Age, tumor size may predict papillary thyroid carcinoma recurrence
For adults aged 55 years and older, tumor size can be an accurate means to predict recurrence of papillary thyroid carcinoma, with every 1-cm increase equating to a 52% increase in recurrence risk, according to study findings.
“The prognosis of papillary thyroid carcinoma (PTC) is excellent, with disease-specific survival rates exceeding 90%,” Ardalan Ebrahimi, MBBS, head and neck surgeon at the Sydney Head and Neck Cancer Institute, and colleagues wrote. “However, recurrence remains a problem in up to 30% of patients.”
Researchers conducted a retrospective database review of data from 574 patients with papillary thyroid cancer (455 women; median age, 47.7 years; age range, 14.9-86.9 years) who underwent surgery for PTC at Liverpool Hospital in Sydney from 1987 to 2016 to examine whether disease recurrence can be predicted by patient age or tumor size. Patients were divided into groups according to age at surgery: age younger than 55 years (n = 164) and age 55 years and older (n = 409). Follow-up was a mean of 4.6 years.
Among the cohort, 534 patients underwent total thyroidectomy, 38 hemithyroidectomy and two isthmusectomies; 393 patients underwent radioactive iodine therapy following surgery.
Overall, there were 67 recurrences of papillary thyroid cancer; and for every 1-cm increase in tumor size, researchers observed a 16% increase in the potential risk for recurrence. Most instances of recurrence appeared within roughly 2 years, although in one instance, disease recurrence was not evident until 14 years after surgery.
The findings diverged once age became a variable. The effect of tumor size on recurrence was particularly pronounced with older participants. For every 1 cm in tumor size, there was a 52% jump in recurrence risk. The researchers noted that a tumor of 2 cm was the cutoff for projection, and that tumors larger than 2 cm were five times more likely to lead to recurrence than tumors smaller than 2 cm.
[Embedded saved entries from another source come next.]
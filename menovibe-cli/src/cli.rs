use clap::{Parser, Subcommand};

#[derive(Parser, Debug)]
#[command(name = "menovibe")]
#[command(about = "Menovibe orchestrator tools", long_about = None)]
pub struct Cli {
    #[command(subcommand)]
    pub command: Commands,
}

#[derive(Subcommand, Debug)]
pub enum Commands {
    /// Send one message to a specialist and print its answer
    Invoke {
        /// Specialist base address
        #[arg(short, long)]
        url: String,

        /// Seconds to wait for the whole answer (unbounded if omitted)
        #[arg(long)]
        stream_timeout: Option<u64>,

        /// Message text
        #[arg(required = true, num_args = 1..)]
        text: Vec<String>,
    },

    /// List the specialists named in REMOTE_AGENT_ADDRESSES
    Agents {
        /// Skip agent-card discovery
        #[arg(long)]
        offline: bool,
    },

    /// Serve a task endpoint that forwards to one specialist
    Relay {
        /// Specialist name as listed by `menovibe agents`
        #[arg(short, long)]
        target: String,

        /// Overrides PORT
        #[arg(short, long)]
        port: Option<u16>,
    },
}
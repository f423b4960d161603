use crate::Result;
use futures::stream::Stream;
use serde::{Deserialize, Serialize};
use std::pin::Pin;

/// One increment of specialist output as carried in a `data:` frame.
///
/// Serialized with a `type` tag, so the three variants appear on the wire as
/// `{"type":"text","text":..}`, `{"type":"error","text":..}` and `{"type":"end_of_stream"}`.
#[derive(Debug, Clone, PartialEq, Eq, Serialize, Deserialize)]
#[serde(tag = "type", rename_all = "snake_case")]
pub enum Event {
    Text { text: String },
    Error { text: String },
    EndOfStream,
}

impl Event {
    pub fn text(text: impl Into<String>) -> Self {
        Event::Text { text: text.into() }
    }

    pub fn error(text: impl Into<String>) -> Self {
        Event::Error { text: text.into() }
    }

    pub fn is_end_of_stream(&self) -> bool {
        matches!(self, Event::EndOfStream)
    }

    /// Text or error payload; `None` for the sentinel.
    pub fn payload(&self) -> Option<&str> {
        match self {
            Event::Text { text } | Event::Error { text } => Some(text),
            Event::EndOfStream => None,
        }
    }
}

pub type EventStream = Pin<Box<dyn Stream<Item = Result<Event>> + Send>>;
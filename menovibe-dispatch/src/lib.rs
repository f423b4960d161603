//! # menovibe-dispatch
//!
//! The Maestro side of the protocol: one [`RemoteAgentTool`] per configured specialist,
//! collected in a [`Dispatch`] registry and handed to the routing layer.
//!
//! ```rust,no_run
//! use menovibe_dispatch::{Dispatch, DispatchConfig};
//!
//! # async fn run() -> menovibe_core::Result<()> {
//! let config = DispatchConfig::from_env()?;
//! let dispatch = Dispatch::discover(&config).await?;
//! let answer = dispatch.call("nutrition_expert", "What helps with hot flashes?").await;
//! println!("{:?}", answer);
//! # Ok(())
//! # }
//! ```

pub mod config;
pub mod descriptor;
pub mod dispatch;
pub mod relay;
pub mod remote_tool;

pub use config::{DispatchConfig, REMOTE_AGENT_ADDRESSES_ENV};
pub use descriptor::{RemoteAgentDescriptor, snake_case};
pub use dispatch::Dispatch;
pub use relay::RelayGenerator;
pub use remote_tool::RemoteAgentTool;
Younger participants did not exhibit similarly statistically significant evidence that tumor size could predict recurrence.
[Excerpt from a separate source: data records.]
use axum::{
    Json,
    http::StatusCode,
    response::{IntoResponse, Response},
};
use menovibe_core::MenovibeError;
use serde_json::json;

/// Error body returned by the task endpoints: `{"detail": ...}`.
#[derive(Debug)]
pub struct ApiError {
    status: StatusCode,
    detail: String,
}

impl ApiError {
    pub fn bad_request(detail: impl Into<String>) -> Self {
        Self { status: StatusCode::BAD_REQUEST, detail: detail.into() }
    }

    /// Client errors keep their message; server errors are sanitized unless `expose` is set.
    pub fn from_error(err: &MenovibeError, expose: bool) -> Self {
        match err {
            MenovibeError::InvalidRequest(detail) => Self::bad_request(detail.clone()),
            other => {
                tracing::error!(error = %other, "request failed");
                let detail =
                    if expose { other.to_string() } else { "Internal server error".to_string() };
                Self { status: StatusCode::INTERNAL_SERVER_ERROR, detail }
            }
        }
    }

    pub fn status(&self) -> StatusCode {
        self.status
    }
}

impl IntoResponse for ApiError {
    fn into_response(self) -> Response {
        (self.status, Json(json!({ "detail": self.detail }))).into_response()
    }
}
mod cli;
mod commands;

use anyhow::Result;
use clap::Parser;
use cli::{Cli, Commands};

#[tokio::main]
async fn main() -> Result<()> {
    if let Ok(path) = dotenvy::dotenv() {
        eprintln!("Loaded config from: {}", path.display());
    }

    let cli = Cli::parse();
    if let Err(e) = menovibe_telemetry::init_telemetry("menovibe") {
        eprintln!("Failed to initialize telemetry: {}", e);
    }

    match cli.command {
        Commands::Invoke { url, stream_timeout, text } => {
            commands::invoke(&url, stream_timeout, &text.join(" ")).await
        }
        Commands::Agents { offline } => commands::agents(offline).await,
        Commands::Relay { target, port } => commands::relay(&target, port).await,
    }
}
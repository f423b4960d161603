use crate::a2a::AgentCard;
use menovibe_core::{Generator, InMemorySessionStore, KnowledgeBase, MenovibeError, Result, SessionStore};
use std::{sync::Arc, time::Duration};

pub const DEFAULT_UPDATE_MESSAGE: &str = "User is seeking advice.";

/// Security configuration for the task endpoint.
#[derive(Clone, Debug)]
pub struct SecurityConfig {
    /// Allowed origins for CORS (empty = allow all)
    pub allowed_origins: Vec<String>,
    /// Maximum request body size in bytes (default: 1MB)
    pub max_body_size: usize,
    /// Time allowed to produce response headers. Streams are not cut off by it.
    pub request_timeout: Duration,
    /// Whether generation errors are reported verbatim in error events
    pub expose_error_details: bool,
}

impl Default for SecurityConfig {
    fn default() -> Self {
        Self {
            allowed_origins: Vec::new(),
            max_body_size: 1024 * 1024,
            request_timeout: Duration::from_secs(30),
            expose_error_details: false,
        }
    }
}

impl SecurityConfig {
    /// Permissive CORS, detailed errors
    pub fn development() -> Self {
        Self { request_timeout: Duration::from_secs(60), expose_error_details: true, ..Self::default() }
    }

    pub fn production(allowed_origins: Vec<String>) -> Self {
        Self { allowed_origins, ..Self::default() }
    }
}

/// Everything a specialist's task endpoint needs, built once at startup.
#[derive(Clone)]
pub struct ServerConfig {
    pub generator: Arc<dyn Generator>,
    pub session_store: Arc<dyn SessionStore>,
    pub agent_card: AgentCard,
    pub knowledge_base: Option<Arc<dyn KnowledgeBase>>,
    /// Used when an update request carries no `message` parameter.
    pub default_message: String,
    pub keep_alive_interval: Duration,
    /// Events buffered between the generation loop and the response writer.
    pub channel_capacity: usize,
    pub security: SecurityConfig,
}

impl ServerConfig {
    pub fn new(generator: Arc<dyn Generator>, agent_card: AgentCard) -> Self {
        Self {
            generator,
            session_store: Arc::new(InMemorySessionStore::new()),
            agent_card,
            knowledge_base: None,
            default_message: DEFAULT_UPDATE_MESSAGE.to_string(),
            keep_alive_interval: Duration::from_secs(15),
            channel_capacity: 32,
            security: SecurityConfig::default(),
        }
    }

    pub fn with_session_store(mut self, session_store: Arc<dyn SessionStore>) -> Self {
        self.session_store = session_store;
        self
    }

    pub fn with_knowledge_base(mut self, knowledge_base: Arc<dyn KnowledgeBase>) -> Self {
        self.knowledge_base = Some(knowledge_base);
        self
    }

    pub fn with_default_message(mut self, message: impl Into<String>) -> Self {
        self.default_message = message.into();
        self
    }

    pub fn with_keep_alive_interval(mut self, interval: Duration) -> Self {
        self.keep_alive_interval = interval;
        self
    }

    pub fn with_channel_capacity(mut self, capacity: usize) -> Self {
        self.channel_capacity = capacity.max(1);
        self
    }

    pub fn with_security(mut self, security: SecurityConfig) -> Self {
        self.security = security;
        self
    }

    pub fn with_allowed_origins(mut self, origins: Vec<String>) -> Self {
        self.security.allowed_origins = origins;
        self
    }

    pub fn with_error_details(mut self, expose: bool) -> Self {
        self.security.expose_error_details = expose;
        self
    }
}

/// Where a specialist process listens and how it advertises itself.
#[derive(Clone, Debug, PartialEq, Eq)]
pub struct ListenConfig {
    pub host: String,
    pub port: u16,
    pub public_url: String,
}

impl ListenConfig {
    pub fn new(host: impl Into<String>, port: u16) -> Self {
        let host = host.into();
        let public_url = format!("http://{}:{}", host, port);
        Self { host, port, public_url }
    }

    /// Reads `A2A_HOST`, `PORT` and `PUBLIC_URL`.
    pub fn from_env() -> Result<Self> {
        Self::from_lookup(|key| std::env::var(key).ok())
    }

    pub fn from_lookup(lookup: impl Fn(&str) -> Option<String>) -> Result<Self> {
        let host = lookup("A2A_HOST").unwrap_or_else(|| "0.0.0.0".to_string());
        let port = match lookup("PORT") {
            Some(raw) => raw
                .trim()
                .parse::<u16>()
                .map_err(|e| MenovibeError::Config(format!("invalid PORT '{}': {}", raw, e)))?,
            None => 8080,
        };
        let mut config = Self::new(host, port);
        if let Some(public_url) = lookup("PUBLIC_URL").filter(|u| !u.trim().is_empty()) {
            config.public_url = public_url.trim().trim_end_matches('/').to_string();
        }
        Ok(config)
    }

    pub fn bind_address(&self) -> String {
        format!("{}:{}", self.host, self.port)
    }
}
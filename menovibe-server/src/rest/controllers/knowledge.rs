use axum::{
    extract::{State, rejection::JsonRejection},
    http::StatusCode,
    response::Json,
};
use menovibe_core::KnowledgeBase;
use serde::Deserialize;
use serde_json::{Value, json};
use std::sync::Arc;

#[derive(Debug, Deserialize)]
pub struct IncomingMessage {
    #[serde(rename = "type")]
    pub kind: String,
    #[serde(default)]
    pub text: Option<String>,
}

#[derive(Debug, Default, Deserialize)]
pub struct MessagesRequest {
    #[serde(default)]
    pub messages: Option<Vec<IncomingMessage>>,
}

#[derive(Clone)]
pub struct KnowledgeController {
    knowledge_base: Arc<dyn KnowledgeBase>,
}

impl KnowledgeController {
    pub fn new(knowledge_base: Arc<dyn KnowledgeBase>) -> Self {
        Self { knowledge_base }
    }
}

fn rejection(status: StatusCode, message: impl Into<String>) -> (StatusCode, Json<Value>) {
    (status, Json(json!({ "error": message.into() })))
}

/// POST /messages/ - knowledge-base lookup for the first text message
pub async fn search_messages(
    State(controller): State<KnowledgeController>,
    payload: Result<Json<MessagesRequest>, JsonRejection>,
) -> (StatusCode, Json<Value>) {
    let request = match payload {
        Ok(Json(request)) => request,
        Err(e) => return rejection(StatusCode::BAD_REQUEST, e.body_text()),
    };

    let Some(first) = request.messages.as_ref().and_then(|m| m.first()) else {
        return rejection(StatusCode::BAD_REQUEST, "Missing 'messages' field in JSON body");
    };
    if first.kind != "text" {
        return rejection(StatusCode::BAD_REQUEST, "Only 'text' message type is supported");
    }
    let query = first.text.as_deref().unwrap_or_default();

    match controller.knowledge_base.search(query).await {
        Ok(results) => {
            tracing::info!(query, hits = results.len(), "knowledge base queried");
            (StatusCode::OK, Json(json!({ "results": results })))
        }
        Err(e) => {
            tracing::error!(query, error = %e, "knowledge base query failed");
            rejection(StatusCode::INTERNAL_SERVER_ERROR, e.to_string())
        }
    }
}
use menovibe_server::AgentCard;
use reqwest::Url;

/// A specialist's base address plus the metadata the routing layer sees.
#[derive(Debug, Clone, PartialEq, Eq)]
pub struct RemoteAgentDescriptor {
    pub base_url: String,
    pub name: String,
    pub description: String,
    pub tags: Vec<String>,
}

impl RemoteAgentDescriptor {
    /// Describes a specialist without asking it anything.
    pub fn from_address(address: &str) -> Self {
        let name = name_from_address(address);
        Self {
            base_url: address.to_string(),
            description: format!("Remote specialist agent at {}", address),
            name,
            tags: Vec::new(),
        }
    }

    pub fn from_card(address: &str, card: &AgentCard) -> Self {
        let name = snake_case(&card.name);
        let name = if name.is_empty() { name_from_address(address) } else { name };
        let description = if card.description.trim().is_empty() {
            format!("Remote specialist agent at {}", address)
        } else {
            card.description.clone()
        };
        Self { base_url: address.to_string(), name, description, tags: card.tags() }
    }
}

/// `"Nutrition Expert"` and `"NutritionExpert"` both become `nutrition_expert`.
pub fn snake_case(name: &str) -> String {
    let mut out = String::with_capacity(name.len());
    let mut prev_lower = false;
    for c in name.chars() {
        if c.is_ascii_alphanumeric() {
            if c.is_ascii_uppercase() && prev_lower {
                out.push('_');
            }
            out.push(c.to_ascii_lowercase());
            prev_lower = c.is_ascii_lowercase() || c.is_ascii_digit();
        } else {
            if !out.is_empty() && !out.ends_with('_') {
                out.push('_');
            }
            prev_lower = false;
        }
    }
    out.trim_end_matches('_').to_string()
}

/// `http://nutrition:8001` → `agent_nutrition_8001`
fn name_from_address(address: &str) -> String {
    let Ok(url) = Url::parse(address) else {
        return format!("agent_{}", snake_case(address));
    };
    let host = url.host_str().unwrap_or("remote");
    match url.port_or_known_default() {
        Some(port) => format!("agent_{}_{}", snake_case(host), port),
        None => format!("agent_{}", snake_case(host)),
    }
}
Practical applications of these findings could potentially influence clinicians when choosing the correct course of treatment, as tumor size has been the predominant determining factor, according to the researchers. This could further affect decisions about surgery and use of adjuvant radioactive iodine therapy, they wrote.
“Many clinicians base decisions regarding extent of surgery, including suitability for lobectomy vs. total thyroidectomy and the role of prophylactic central neck dissection, largely on tumor size without consideration of patient age,” the researchers wrote. “Similarly, the administration and dosing of adjuvant radioactive iodine may need to be reconsidered in the context of the patient’s age if the main adverse feature is primary tumor size. Finally, our results may also help provide guidance on the intensity of surveillance post treatment by more accurate risk stratification.” – by Phil Neuffer
Disclosures: The authors report no relevant financial disclosures.